## **<u>Bank Marketing Campaign Success Prediction</u>**

## **<u>Project Summary</u>**

This project focuses on utilizing machine learning techniques to predict the effectiveness of bank marketing campaigns. The data used in the project is provided by a Portuguese banking institution and includes input variables such as age, job, marital status, education, and balance etc.

The goal of this project is to develop a classification model that can accurately predict the effectiveness of bank marketing campaigns. Through the use of machine learning algorithms and techniques, the model will be able to classify a client's response to a campaign as either positive or negative. This project will provide insight into how different input variables can affect the effectiveness of bank marketing campaigns and help banks better target their customers.

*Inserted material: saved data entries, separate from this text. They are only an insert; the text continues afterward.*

//! # Action Session
//!
//! An [`ActionSession`] owns the current [`Action`], its single authoritative
//! [`ExecutionState`] and the trust assessment computed for it. All state transitions go through
//! [`ActionSession::dispatch`], which runs the pure reducer and publishes a
//! [`SessionSnapshot`] for observers such as the live-data refresh task.
//!
//! Checks are keyed on the action identity: replacing the action (a new resolution, or a chain
//! result) re-runs trust classification, and a supportability probe for unchained actions.
use std::sync::Arc;

use blink_common::{
    dto::ActionType,
    models::{
        action::{Action, Supportability},
        component::{ActionKey, Component, ComponentId, ComponentKind, ComponentValues},
        error::ValidationError,
        parameter::Parameter,
        trust::{classify, Disclaimer, Origin, TrustAssessment},
    },
    reduce,
    traits::{AdapterContext, TrustRegistry},
    ExecutionEvent, ExecutionState, ExecutionStatus,
};
use serde::Serialize;
use tokio::sync::watch;
use tracing::{debug, info, warn};

use crate::config::SessionConfig;

mod executor;
pub mod live;

pub use executor::ExecutionError;
pub use live::{LiveDataHandle, RefreshedAction};

/// What observers of a session see: which action lineage is current and its status.
#[derive(Debug, Clone, Copy, PartialEq, Eq)]
pub struct SessionSnapshot {
    /// Bumped whenever the current action is superseded by a chain step or a new resolution.
    pub lineage: u64,
    pub status: ExecutionStatus,
}

/// Render description of one component.
#[derive(Debug, Clone, PartialEq, Serialize)]
pub struct ComponentDescriptor {
    pub id: ComponentId,
    pub kind: ComponentKind,
    pub label: String,
    pub href: String,
    pub disabled: bool,
    pub parameters: Vec<Parameter>,
}

pub struct ActionSession {
    action: Action,
    state: ExecutionState,
    origin: Option<Origin>,
    registry: Arc<dyn TrustRegistry>,
    config: SessionConfig,
    assessment: TrustAssessment,
    supportability: Option<Supportability>,
    checked: Option<ActionKey>,
    /// User accepted the disclaimer of the current lineage and origin.
    overridden: bool,
    lineage: u64,
    snapshot_tx: watch::Sender<SessionSnapshot>,
}

impl ActionSession {
    /// Creates a session and runs the initial trust and supportability checks.
    pub async fn start(
        action: Action,
        registry: Arc<dyn TrustRegistry>,
        origin: Option<Origin>,
        config: SessionConfig,
    ) -> Self {
        let state = ExecutionState::default();
        let (snapshot_tx, _) = watch::channel(SessionSnapshot { lineage: 0, status: state.status });
        let mut session = Self {
            action,
            state,
            origin,
            registry,
            config,
            assessment: TrustAssessment::default(),
            supportability: None,
            checked: None,
            overridden: false,
            lineage: 0,
            snapshot_tx,
        };
        session.reclassify().await;
        session.check_supportability().await;
        session
    }

    pub fn action(&self) -> &Action {
        &self.action
    }

    pub fn state(&self) -> &ExecutionState {
        &self.state
    }

    pub fn origin(&self) -> Option<&Origin> {
        self.origin.as_ref()
    }

    pub fn assessment(&self) -> &TrustAssessment {
        &self.assessment
    }

    /// Result of the supportability probe of the current action, if one ran.
    pub fn supportability(&self) -> Option<&Supportability> {
        self.supportability.as_ref()
    }

    pub fn disclaimer(&self) -> Option<Disclaimer> {
        self.assessment
            .disclaimer(self.config.get_security_level())
    }

    pub fn snapshot(&self) -> SessionSnapshot {
        SessionSnapshot { lineage: self.lineage, status: self.state.status }
    }

    pub fn subscribe(&self) -> watch::Receiver<SessionSnapshot> {
        self.snapshot_tx.subscribe()
    }

    /// Runs the reducer and publishes the resulting snapshot.
    pub(crate) fn dispatch(&mut self, event: ExecutionEvent) -> &ExecutionState {
        let next = reduce(&self.state, event.clone());
        if next != self.state {
            debug!(?event, from = %self.state.status, to = %next.status, "Execution state transition");
        } else {
            debug!(?event, status = %self.state.status, "Ignored execution event");
        }
        self.state = next;
        self.snapshot_tx
            .send_replace(self.snapshot());
        &self.state
    }

    /// Probes supportability once per action identity and leaves the gating state.
    ///
    /// Chained actions skip the probe; only the trust gate applies to them.
    async fn check_supportability(&mut self) {
        if self.checked.as_ref() == Some(self.action.key()) {
            return;
        }
        self.checked = Some(self.action.key().clone());
        self.dispatch(ExecutionEvent::CheckSupportability);

        if self.action.is_chained() {
            self.supportability = None;
        } else {
            let supportability = self.action.is_supported().await;
            if !supportability.is_supported {
                warn!(
                    key = %self.action.key(),
                    message = ?supportability.message,
                    "Action is not supported"
                );
            }
            self.supportability = Some(supportability);
        }
        self.apply_gate();
    }

    fn is_unsupported(&self) -> bool {
        self.supportability
            .as_ref()
            .is_some_and(|s| !s.is_supported)
    }

    /// Leaves `checking-supportability` for `idle` or `blocked`.
    fn apply_gate(&mut self) {
        let blocked =
            self.is_unsupported() || self.assessment.must_block(self.config.get_security_level());
        if blocked {
            self.dispatch(ExecutionEvent::Block);
        } else {
            self.dispatch(ExecutionEvent::Reset);
        }
    }

    /// Recomputes the trust assessment and blocks when the verdict demands it, unless the user
    /// already accepted the disclaimer. A trust block is lifted once the verdict passes.
    ///
    /// While checking supportability the gate is applied by the probe's completion instead.
    pub async fn reclassify(&mut self) -> &TrustAssessment {
        self.assessment =
            classify(self.registry.as_ref(), self.action.url(), self.origin.as_ref()).await;
        let must_block = self
            .assessment
            .must_block(self.config.get_security_level());
        match self.state.status {
            ExecutionStatus::CheckingSupportability => {}
            ExecutionStatus::Blocked if !must_block && !self.is_unsupported() => {
                info!(verdict = %self.assessment.verdict, "Lifting trust block");
                self.dispatch(ExecutionEvent::Unblock);
            }
            _ if must_block && !self.overridden => {
                info!(verdict = %self.assessment.verdict, "Blocking execution after trust check");
                self.dispatch(ExecutionEvent::Block);
            }
            _ => {}
        }
        &self.assessment
    }

    /// Changes the surface the action is launched from.
    pub async fn set_origin(&mut self, origin: Option<Origin>) -> &TrustAssessment {
        if self.origin == origin {
            return &self.assessment;
        }
        self.origin = origin;
        self.overridden = false;
        self.reclassify().await
    }

    /// Replaces the current action with a freshly resolved one and re-runs every check.
    pub async fn set_action(&mut self, action: Action) -> &ExecutionState {
        self.replace_action(action);
        self.reclassify().await;
        self.check_supportability().await;
        &self.state
    }

    fn replace_action(&mut self, action: Action) {
        debug!(from = %self.action.key(), to = %action.key(), "Replacing current action");
        self.action = action;
        self.overridden = false;
        self.lineage += 1;
        self.snapshot_tx
            .send_replace(self.snapshot());
    }

    /// Applies a user override of the current disclaimer.
    ///
    /// Unsupported actions and disclaimers that are not ignorable stay blocked.
    pub fn unblock(&mut self) -> &ExecutionState {
        let ignorable = self
            .disclaimer()
            .is_some_and(|d| d.ignorable);
        if self.state.status == ExecutionStatus::Blocked && ignorable && !self.is_unsupported() {
            info!(key = %self.action.key(), "Execution unblocked by user override");
            self.overridden = true;
            self.dispatch(ExecutionEvent::Unblock);
        } else {
            debug!(status = %self.state.status, ignorable, "Refusing to unblock");
        }
        &self.state
    }

    /// Leaves a finished attempt (`success` or `error`) for a fresh one.
    ///
    /// The gate is applied again: an unsupported action, or a trust verdict the user has not
    /// overridden, lands in `blocked` instead of `idle`.
    pub fn reset(&mut self) -> &ExecutionState {
        if !matches!(self.state.status, ExecutionStatus::Success | ExecutionStatus::Error) {
            debug!(status = %self.state.status, "Nothing to reset");
            return &self.state;
        }
        self.dispatch(ExecutionEvent::Reset);
        let must_block = self
            .assessment
            .must_block(self.config.get_security_level());
        if self.is_unsupported() || (must_block && !self.overridden) {
            self.dispatch(ExecutionEvent::Block);
        }
        &self.state
    }

    /// Render descriptors. While a component executes, only that component is listed.
    pub fn descriptors(&self) -> Vec<ComponentDescriptor> {
        let status = self.state.status;
        let completed = self.action.kind() == ActionType::Completed;
        self.action
            .components()
            .iter()
            .filter(|c| {
                status != ExecutionStatus::Executing ||
                    self.state.executing_action == Some(c.id())
            })
            .map(|c| ComponentDescriptor {
                id: c.id(),
                kind: c.kind(),
                label: self.component_label(c),
                href: c.href(),
                disabled: self.action.disabled() || completed || status != ExecutionStatus::Idle,
                parameters: c
                    .parameters()
                    .into_iter()
                    .cloned()
                    .collect(),
            })
            .collect()
    }

    fn component_label(&self, component: &Component) -> String {
        match self.state.status {
            ExecutionStatus::Executing => "Executing".to_string(),
            ExecutionStatus::Success => "Completed".to_string(),
            ExecutionStatus::Error => "Failed".to_string(),
            ExecutionStatus::CheckingSupportability => "Loading".to_string(),
            ExecutionStatus::Idle | ExecutionStatus::Blocked => component.label().to_string(),
        }
    }

    /// Checks `values` against the component's parameters without touching the action.
    pub fn validate_values(
        &self,
        id: ComponentId,
        values: Option<ComponentValues>,
    ) -> Result<(), ValidationError> {
        let mut component = self
            .action
            .component(id)
            .cloned()
            .ok_or_else(|| ValidationError::UnknownParameter(format!("component {id}")))?;
        if let Some(values) = values {
            component.apply_values(values)?;
        }
        component.validate()
    }

    /// Starts polling the current action, or returns `None` when it must not be polled.
    pub fn start_live_data(&self) -> Option<LiveDataHandle> {
        if !self.state.is_idle() {
            return None;
        }
        let default_delay = self.config.get_live_data_delay();
        let delay = self
            .action
            .live_data_delay_or(default_delay)?;
        Some(live::spawn(
            self.action.clone(),
            delay,
            default_delay,
            self.lineage,
            self.subscribe(),
        ))
    }

    /// Applies a refreshed action. Results from a superseded lineage or arriving while the
    /// session is not idle are discarded.
    pub async fn apply_refresh(&mut self, refreshed: RefreshedAction) -> bool {
        if refreshed.lineage != self.lineage || !self.state.is_idle() {
            debug!(
                lineage = refreshed.lineage,
                current = self.lineage,
                status = %self.state.status,
                "Discarding stale refresh"
            );
            return false;
        }
        debug!(from = %self.action.key(), to = %refreshed.action.key(), "Applying refreshed action");
        self.action = refreshed.action;
        self.checked = Some(self.action.key().clone());
        self.reclassify().await;
        true
    }

    fn context(&self, label: &str) -> AdapterContext {
        AdapterContext {
            action_url: self.action.url().to_string(),
            origin_url: self
                .origin
                .as_ref()
                .map(|o| o.url.to_string()),
            trust: self.assessment.verdict,
            triggered_label: label.to_string(),
        }
    }
}
//! Execution state machine.
//!
//! [`reduce`] is a pure function over [`ExecutionState`]; every transition returns a new value.
//! Events that are not valid in the current status return the state unchanged.
use serde::{Deserialize, Serialize};
use strum_macros::Display;

use crate::models::component::ComponentId;

#[derive(Debug, Clone, Copy, PartialEq, Eq, Hash, Default, Serialize, Deserialize, Display)]
#[serde(rename_all = "kebab-case")]
#[strum(serialize_all = "kebab-case")]
pub enum ExecutionStatus {
    #[default]
    CheckingSupportability,
    Idle,
    Executing,
    Success,
    Error,
    Blocked,
}

#[derive(Debug, Clone, PartialEq, Eq, Default, Serialize, Deserialize)]
pub struct ExecutionState {
    pub status: ExecutionStatus,
    pub executing_action: Option<ComponentId>,
    pub error_message: Option<String>,
    pub success_message: Option<String>,
}

#[derive(Debug, Clone, PartialEq, Eq)]
pub enum ExecutionEvent {
    CheckSupportability,
    Reset,
    Initiate(ComponentId),
    Finish(Option<String>),
    Fail(String),
    SoftReset(Option<String>),
    Block,
    Unblock,
}

pub fn reduce(state: &ExecutionState, event: ExecutionEvent) -> ExecutionState {
    use ExecutionStatus::*;

    match (state.status, event) {
        (_, ExecutionEvent::CheckSupportability) => {
            ExecutionState { status: CheckingSupportability, ..Default::default() }
        }
        (_, ExecutionEvent::Reset) => ExecutionState { status: Idle, ..Default::default() },
        (Idle, ExecutionEvent::Initiate(component)) => ExecutionState {
            status: Executing,
            executing_action: Some(component),
            error_message: None,
            success_message: None,
        },
        (Executing, ExecutionEvent::Finish(message)) => ExecutionState {
            status: Success,
            executing_action: None,
            error_message: None,
            success_message: message,
        },
        (_, ExecutionEvent::Fail(message)) => ExecutionState {
            status: Error,
            executing_action: None,
            error_message: Some(message),
            success_message: None,
        },
        (Executing, ExecutionEvent::SoftReset(message)) => ExecutionState {
            status: Idle,
            executing_action: None,
            error_message: message,
            success_message: None,
        },
        (_, ExecutionEvent::Block) => ExecutionState { status: Blocked, ..state.clone() },
        (Blocked, ExecutionEvent::Unblock) => ExecutionState { status: Idle, ..Default::default() },
        _ => state.clone(),
    }
}

impl ExecutionState {
    pub fn is_idle(&self) -> bool {
        self.status == ExecutionStatus::Idle
    }
}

### **<u>Problem Statement</u>**
The data is related with direct marketing campaigns (phone calls) of a banking institution. The marketing campaigns were based on phone calls. Often, more than one contact to the same client was required, in order to access if the product (bank term deposit) would be ('yes') or not ('no') subscribed. The classification goal is to predict if the client will subscribe a term deposit (variable y).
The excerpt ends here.